Los romanos acudían también a imponentes baños públicos. Eran verdaderos palacios donde podían bañarse hasta 2.500 personas. Los bañistas que ingresaban a estos «templos del aseo» confiaban sus túnicas al guardarropas o capsarii. Luego pasaban al «frigidarium», donde se bañaban con agua fría, y después al «tepidarium» de agua tibia. Luego los esperaba el «caldarium», una especie de sauna que provocaba abundante transpiración. Más tarde, unos servidores, los «strigile» se dedicaban a limpiar a los concurrentes el sudor y depilarlos. Acto seguido, los «tractatores» o masajistas distendían los músculos de sus clientes para luego dar paso a los «unctores», quienes los untaban con aceites perfumados.
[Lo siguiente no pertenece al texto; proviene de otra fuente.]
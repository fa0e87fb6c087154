//! World file editing: `phasey world`.

use anyhow::{Context, Result};
use serde_json::{Map, Value, json};

use phasey::config::PhaseyConfig;
use phasey::store::{DocumentKind, DocumentStore, EmbeddedKind, MemoryWorld};

use super::super::WorldCommands;
use super::Session;

pub async fn cmd_world(config: &PhaseyConfig, command: WorldCommands) -> Result<()> {
    if let WorldCommands::Init { force } = command {
        let path = config.world_path();
        if path.exists() && !force {
            println!("World file already exists at {}", path.display());
            println!("Use --force to overwrite it.");
            return Ok(());
        }
        MemoryWorld::new().save(&path).await?;
        println!("Initialized world at {}", path.display());
        return Ok(());
    }

    let session = Session::open(config)?;
    let world = &session.world;

    match command {
        WorldCommands::Init { .. } => {}
        WorldCommands::Folder { name } => {
            let folder = world.create_folder(&name).await?;
            println!("{}", folder.id());
        }
        WorldCommands::Scene {
            name,
            folder,
            fields,
        } => {
            if let Some(ref id) = folder
                && world.get(DocumentKind::Folder, id).await?.is_none()
            {
                anyhow::bail!("Folder {} not found", id);
            }
            let fields = parse_fields(&fields)?;
            let scene = world.create_scene(&name, folder.as_deref(), fields).await?;
            println!("{}", scene.id());
        }
        WorldCommands::Token { scene, name, x, y } => {
            let data = json!({"name": name, "x": x, "y": y});
            let created = world
                .create_embedded(&scene, EmbeddedKind::Token, vec![object(data)])
                .await?;
            for token in created {
                println!("{}", token.get("_id").and_then(Value::as_str).unwrap_or(""));
            }
        }
        WorldCommands::Present { scene } => world.present(&scene).await?,
        WorldCommands::View { scene } => world.view(&scene).await?,
        WorldCommands::Show { id } => {
            let doc = match world.get(DocumentKind::Scene, &id).await? {
                Some(doc) => doc,
                None => world
                    .get(DocumentKind::Folder, &id)
                    .await?
                    .with_context(|| format!("No scene or folder with id {}", id))?,
            };
            let content = serde_json::to_string_pretty(&doc.source)
                .context("Failed to serialize document")?;
            println!("{}", content);
        }
    }

    session.save().await
}

/// Parse `key=value` pairs. Values are JSON when they parse, text otherwise.
fn parse_fields(fields: &[String]) -> Result<Map<String, Value>> {
    let mut map = Map::new();
    for field in fields {
        let (key, raw) = field
            .split_once('=')
            .with_context(|| format!("Invalid field '{}': expected KEY=VALUE", field))?;
        let value = serde_json::from_str(raw).unwrap_or_else(|_| Value::String(raw.to_string()));
        map.insert(key.to_string(), value);
    }
    Ok(map)
}

fn object(value: Value) -> Map<String, Value> {
    match value {
        Value::Object(map) => map,
        _ => Map::new(),
    }
}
Finalmente, el romano se cubría con su manto bien caliente y se frotaba la frente con un pañuelo de lino, para quitar los excedentes de estas sustancias. Era muy común utilizar el «susinun», un ungüento preparado a base de cañas aromáticas, miel, canela, azafrán y mirra.

Otra costumbre romana muy popular era lavarse el cuerpo con tierras grasas aromáticas. Esta especie de jabón romano, sin embargo tenía una finalidad muy específica: estaba echo a base de sebo de cabra y cenizas de haya, y se usaba solo para teñirse los cabellos de rubio.

Como vemos, la estética y el aseo personal ha tenido una gran importancia en los usos y costumbres de diversas sociedades y en distintas épocas.